→ **What is required**: Write out each entry again. Keep every word exactly as it is.
::: Input material
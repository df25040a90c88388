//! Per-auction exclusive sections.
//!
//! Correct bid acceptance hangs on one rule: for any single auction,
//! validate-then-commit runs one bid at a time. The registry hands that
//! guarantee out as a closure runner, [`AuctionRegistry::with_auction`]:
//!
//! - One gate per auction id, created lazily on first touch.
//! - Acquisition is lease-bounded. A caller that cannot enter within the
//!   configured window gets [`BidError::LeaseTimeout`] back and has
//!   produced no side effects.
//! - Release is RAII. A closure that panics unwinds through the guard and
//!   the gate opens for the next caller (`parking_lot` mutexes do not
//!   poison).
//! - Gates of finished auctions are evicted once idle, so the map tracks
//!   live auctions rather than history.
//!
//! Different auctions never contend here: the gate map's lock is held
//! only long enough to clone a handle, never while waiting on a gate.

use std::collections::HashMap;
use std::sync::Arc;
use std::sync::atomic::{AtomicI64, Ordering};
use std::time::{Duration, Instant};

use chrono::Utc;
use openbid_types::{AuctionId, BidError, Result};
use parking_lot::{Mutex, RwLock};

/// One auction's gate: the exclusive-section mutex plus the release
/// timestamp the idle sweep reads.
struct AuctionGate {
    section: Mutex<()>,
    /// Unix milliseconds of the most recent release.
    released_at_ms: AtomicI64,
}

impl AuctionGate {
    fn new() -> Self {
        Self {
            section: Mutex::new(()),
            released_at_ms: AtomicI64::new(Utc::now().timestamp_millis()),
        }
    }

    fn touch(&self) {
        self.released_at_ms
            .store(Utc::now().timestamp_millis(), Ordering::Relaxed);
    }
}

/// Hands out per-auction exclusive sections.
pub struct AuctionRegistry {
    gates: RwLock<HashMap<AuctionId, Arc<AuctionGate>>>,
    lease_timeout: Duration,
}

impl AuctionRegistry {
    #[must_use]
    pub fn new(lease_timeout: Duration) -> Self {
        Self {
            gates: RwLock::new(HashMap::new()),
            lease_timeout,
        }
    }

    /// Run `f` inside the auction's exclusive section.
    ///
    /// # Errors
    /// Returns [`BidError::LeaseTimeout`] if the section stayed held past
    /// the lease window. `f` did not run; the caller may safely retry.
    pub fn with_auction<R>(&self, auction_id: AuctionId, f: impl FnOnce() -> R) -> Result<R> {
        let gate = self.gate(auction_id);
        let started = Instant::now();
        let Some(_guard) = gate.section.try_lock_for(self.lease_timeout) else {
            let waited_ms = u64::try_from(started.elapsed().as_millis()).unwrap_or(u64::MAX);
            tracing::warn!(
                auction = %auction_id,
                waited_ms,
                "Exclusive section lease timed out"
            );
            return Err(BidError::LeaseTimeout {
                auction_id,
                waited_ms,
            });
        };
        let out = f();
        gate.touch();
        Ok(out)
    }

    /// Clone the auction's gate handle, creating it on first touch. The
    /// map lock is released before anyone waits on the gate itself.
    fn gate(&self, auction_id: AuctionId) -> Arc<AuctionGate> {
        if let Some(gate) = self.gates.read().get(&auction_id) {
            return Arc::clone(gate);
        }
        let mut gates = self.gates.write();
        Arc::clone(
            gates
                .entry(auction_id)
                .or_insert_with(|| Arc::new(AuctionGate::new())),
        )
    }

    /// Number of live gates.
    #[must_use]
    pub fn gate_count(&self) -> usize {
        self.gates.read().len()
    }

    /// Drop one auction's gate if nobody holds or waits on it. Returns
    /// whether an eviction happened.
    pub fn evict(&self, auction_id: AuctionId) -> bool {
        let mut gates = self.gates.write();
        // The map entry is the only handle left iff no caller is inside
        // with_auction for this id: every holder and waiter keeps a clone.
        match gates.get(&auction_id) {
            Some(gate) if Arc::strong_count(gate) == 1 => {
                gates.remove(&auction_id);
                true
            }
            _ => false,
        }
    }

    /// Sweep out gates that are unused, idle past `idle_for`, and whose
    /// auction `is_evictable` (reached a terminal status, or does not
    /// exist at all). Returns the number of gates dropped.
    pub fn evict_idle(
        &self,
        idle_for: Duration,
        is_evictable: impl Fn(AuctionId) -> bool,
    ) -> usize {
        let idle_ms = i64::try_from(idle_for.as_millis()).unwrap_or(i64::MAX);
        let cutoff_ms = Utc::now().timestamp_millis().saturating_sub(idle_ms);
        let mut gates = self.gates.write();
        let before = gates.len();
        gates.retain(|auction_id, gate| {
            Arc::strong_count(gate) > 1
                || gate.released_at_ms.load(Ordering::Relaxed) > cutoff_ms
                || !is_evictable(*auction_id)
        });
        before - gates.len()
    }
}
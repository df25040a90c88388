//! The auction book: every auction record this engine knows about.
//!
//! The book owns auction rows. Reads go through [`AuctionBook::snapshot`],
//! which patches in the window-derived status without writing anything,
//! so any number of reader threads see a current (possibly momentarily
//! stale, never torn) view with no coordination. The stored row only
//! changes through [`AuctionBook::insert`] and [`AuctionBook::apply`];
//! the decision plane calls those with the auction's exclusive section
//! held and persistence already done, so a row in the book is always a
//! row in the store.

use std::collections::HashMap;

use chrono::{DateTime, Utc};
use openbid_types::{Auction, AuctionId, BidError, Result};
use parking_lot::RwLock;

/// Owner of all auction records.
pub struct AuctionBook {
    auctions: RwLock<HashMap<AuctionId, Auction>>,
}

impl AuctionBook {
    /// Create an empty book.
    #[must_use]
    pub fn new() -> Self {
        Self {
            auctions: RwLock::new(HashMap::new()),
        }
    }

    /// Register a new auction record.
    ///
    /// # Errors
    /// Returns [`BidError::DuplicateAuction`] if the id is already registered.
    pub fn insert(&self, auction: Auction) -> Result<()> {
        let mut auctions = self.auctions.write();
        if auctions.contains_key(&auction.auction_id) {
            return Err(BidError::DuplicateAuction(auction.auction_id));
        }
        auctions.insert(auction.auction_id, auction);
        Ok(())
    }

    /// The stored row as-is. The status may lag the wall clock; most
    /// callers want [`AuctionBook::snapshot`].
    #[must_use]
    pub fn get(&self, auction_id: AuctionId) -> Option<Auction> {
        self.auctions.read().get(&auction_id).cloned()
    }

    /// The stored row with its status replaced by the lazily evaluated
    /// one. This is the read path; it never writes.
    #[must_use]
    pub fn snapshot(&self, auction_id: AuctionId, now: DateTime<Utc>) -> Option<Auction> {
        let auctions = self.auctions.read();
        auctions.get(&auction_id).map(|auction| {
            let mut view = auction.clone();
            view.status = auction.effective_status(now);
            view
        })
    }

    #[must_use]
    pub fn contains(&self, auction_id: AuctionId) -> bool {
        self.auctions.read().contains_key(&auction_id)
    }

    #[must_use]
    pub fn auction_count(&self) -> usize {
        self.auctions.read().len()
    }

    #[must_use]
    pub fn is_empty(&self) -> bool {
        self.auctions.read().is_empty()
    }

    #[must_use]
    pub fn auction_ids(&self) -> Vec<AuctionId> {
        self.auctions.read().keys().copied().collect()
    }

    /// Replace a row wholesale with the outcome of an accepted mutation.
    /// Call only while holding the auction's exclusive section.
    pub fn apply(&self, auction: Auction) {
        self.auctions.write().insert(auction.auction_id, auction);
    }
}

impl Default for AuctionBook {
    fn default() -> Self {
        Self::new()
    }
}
::::::
→ **Response to this task**:
repository df25040a90c88388
//! Per-auction exclusive sections.
//!
//! Correct bid acceptance hangs on one rule: for any single auction,
//! validate-then-commit runs one bid at a time. The registry hands that
//! guarantee out as a closure runner, [`AuctionRegistry::with_auction`]:
//!
//! - One gate per auction id, created lazily on first touch.
//! - Acquisition is lease-bounded. A caller that cannot enter within the
//!   configured window gets [`BidError::LeaseTimeout`] back and has
//!   produced no side effects.
//! - Release is RAII. A closure that panics unwinds through the guard and
//!   the gate opens for the next caller (`parking_lot` mutexes do not
//!   poison).
//! - Gates of finished auctions are evicted once idle, so the map tracks
//!   live auctions rather than history.
//!
//! Different auctions never contend here: the gate map's lock is held
//! only long enough to clone a handle, never while waiting on a gate.

use std::collections::HashMap;
use std::sync::Arc;
use std::sync::atomic::{AtomicI64, Ordering};
use std::time::{Duration, Instant};

use chrono::Utc;
use openbid_types::{AuctionId, BidError, Result};
use parking_lot::{Mutex, RwLock};

/// One auction's gate: the exclusive-section mutex plus the release
/// timestamp the idle sweep reads.
struct AuctionGate {
    section: Mutex<()>,
    /// Unix milliseconds of the most recent release.
    released_at_ms: AtomicI64,
}

impl AuctionGate {
    fn new() -> Self {
        Self {
            section: Mutex::new(()),
            released_at_ms: AtomicI64::new(Utc::now().timestamp_millis()),
        }
    }

    fn touch(&self) {
        self.released_at_ms
            .store(Utc::now().timestamp_millis(), Ordering::Relaxed);
    }
}

/// Hands out per-auction exclusive sections.
pub struct AuctionRegistry {
    gates: RwLock<HashMap<AuctionId, Arc<AuctionGate>>>,
    lease_timeout: Duration,
}

impl AuctionRegistry {
    #[must_use]
    pub fn new(lease_timeout: Duration) -> Self {
        Self {
            gates: RwLock::new(HashMap::new()),
            lease_timeout,
        }
    }

    /// Run `f` inside the auction's exclusive section.
    ///
    /// # Errors
    /// Returns [`BidError::LeaseTimeout`] if the section stayed held past
    /// the lease window. `f` did not run; the caller may safely retry.
    pub fn with_auction<R>(&self, auction_id: AuctionId, f: impl FnOnce() -> R) -> Result<R> {
        let gate = self.gate(auction_id);
        let started = Instant::now();
        let Some(_guard) = gate.section.try_lock_for(self.lease_timeout) else {
            let waited_ms = u64::try_from(started.elapsed().as_millis()).unwrap_or(u64::MAX);
            tracing::warn!(
                auction = %auction_id,
                waited_ms,
                "Exclusive section lease timed out"
            );
            return Err(BidError::LeaseTimeout {
                auction_id,
                waited_ms,
            });
        };
        let out = f();
        gate.touch();
        Ok(out)
    }

    /// Clone the auction's gate handle, creating it on first touch. The
    /// map lock is released before anyone waits on the gate itself.
    fn gate(&self, auction_id: AuctionId) -> Arc<AuctionGate> {
        if let Some(gate) = self.gates.read().get(&auction_id) {
            return Arc::clone(gate);
        }
        let mut gates = self.gates.write();
        Arc::clone(
            gates
                .entry(auction_id)
                .or_insert_with(|| Arc::new(AuctionGate::new())),
        )
    }

    /// Number of live gates.
    #[must_use]
    pub fn gate_count(&self) -> usize {
        self.gates.read().len()
    }

    /// Drop one auction's gate if nobody holds or waits on it. Returns
    /// whether an eviction happened.
    pub fn evict(&self, auction_id: AuctionId) -> bool {
        let mut gates = self.gates.write();
        // The map entry is the only handle left iff no caller is inside
        // with_auction for this id: every holder and waiter keeps a clone.
        match gates.get(&auction_id) {
            Some(gate) if Arc::strong_count(gate) == 1 => {
                gates.remove(&auction_id);
                true
            }
            _ => false,
        }
    }

    /// Sweep out gates that are unused, idle past `idle_for`, and whose
    /// auction `is_evictable` (reached a terminal status, or does not
    /// exist at all). Returns the number of gates dropped.
    pub fn evict_idle(
        &self,
        idle_for: Duration,
        is_evictable: impl Fn(AuctionId) -> bool,
    ) -> usize {
        let idle_ms = i64::try_from(idle_for.as_millis()).unwrap_or(i64::MAX);
        let cutoff_ms = Utc::now().timestamp_millis().saturating_sub(idle_ms);
        let mut gates = self.gates.write();
        let before = gates.len();
        gates.retain(|auction_id, gate| {
            Arc::strong_count(gate) > 1
                || gate.released_at_ms.load(Ordering::Relaxed) > cutoff_ms
                || !is_evictable(*auction_id)
        });
        before - gates.len()
    }
}
repository df25040a90c88388
//! The auction book: every auction record this engine knows about.
//!
//! The book owns auction rows. Reads go through [`AuctionBook::snapshot`],
//! which patches in the window-derived status without writing anything,
//! so any number of reader threads see a current (possibly momentarily
//! stale, never torn) view with no coordination. The stored row only
//! changes through [`AuctionBook::insert`] and [`AuctionBook::apply`];
//! the decision plane calls those with the auction's exclusive section
//! held and persistence already done, so a row in the book is always a
//! row in the store.

use std::collections::HashMap;

use chrono::{DateTime, Utc};
use openbid_types::{Auction, AuctionId, BidError, Result};
use parking_lot::RwLock;

/// Owner of all auction records.
pub struct AuctionBook {
    auctions: RwLock<HashMap<AuctionId, Auction>>,
}

impl AuctionBook {
    /// Create an empty book.
    #[must_use]
    pub fn new() -> Self {
        Self {
            auctions: RwLock::new(HashMap::new()),
        }
    }

    /// Register a new auction record.
    ///
    /// # Errors
    /// Returns [`BidError::DuplicateAuction`] if the id is already registered.
    pub fn insert(&self, auction: Auction) -> Result<()> {
        let mut auctions = self.auctions.write();
        if auctions.contains_key(&auction.auction_id) {
            return Err(BidError::DuplicateAuction(auction.auction_id));
        }
        auctions.insert(auction.auction_id, auction);
        Ok(())
    }

    /// The stored row as-is. The status may lag the wall clock; most
    /// callers want [`AuctionBook::snapshot`].
    #[must_use]
    pub fn get(&self, auction_id: AuctionId) -> Option<Auction> {
        self.auctions.read().get(&auction_id).cloned()
    }

    /// The stored row with its status replaced by the lazily evaluated
    /// one. This is the read path; it never writes.
    #[must_use]
    pub fn snapshot(&self, auction_id: AuctionId, now: DateTime<Utc>) -> Option<Auction> {
        let auctions = self.auctions.read();
        auctions.get(&auction_id).map(|auction| {
            let mut view = auction.clone();
            view.status = auction.effective_status(now);
            view
        })
    }

    #[must_use]
    pub fn contains(&self, auction_id: AuctionId) -> bool {
        self.auctions.read().contains_key(&auction_id)
    }

    #[must_use]
    pub fn auction_count(&self) -> usize {
        self.auctions.read().len()
    }

    #[must_use]
    pub fn is_empty(&self) -> bool {
        self.auctions.read().is_empty()
    }

    #[must_use]
    pub fn auction_ids(&self) -> Vec<AuctionId> {
        self.auctions.read().keys().copied().collect()
    }

    /// Replace a row wholesale with the outcome of an accepted mutation.
    /// Call only while holding the auction's exclusive section.
    pub fn apply(&self, auction: Auction) {
        self.auctions.write().insert(auction.auction_id, auction);
    }
}

impl Default for AuctionBook {
    fn default() -> Self {
        Self::new()
    }
}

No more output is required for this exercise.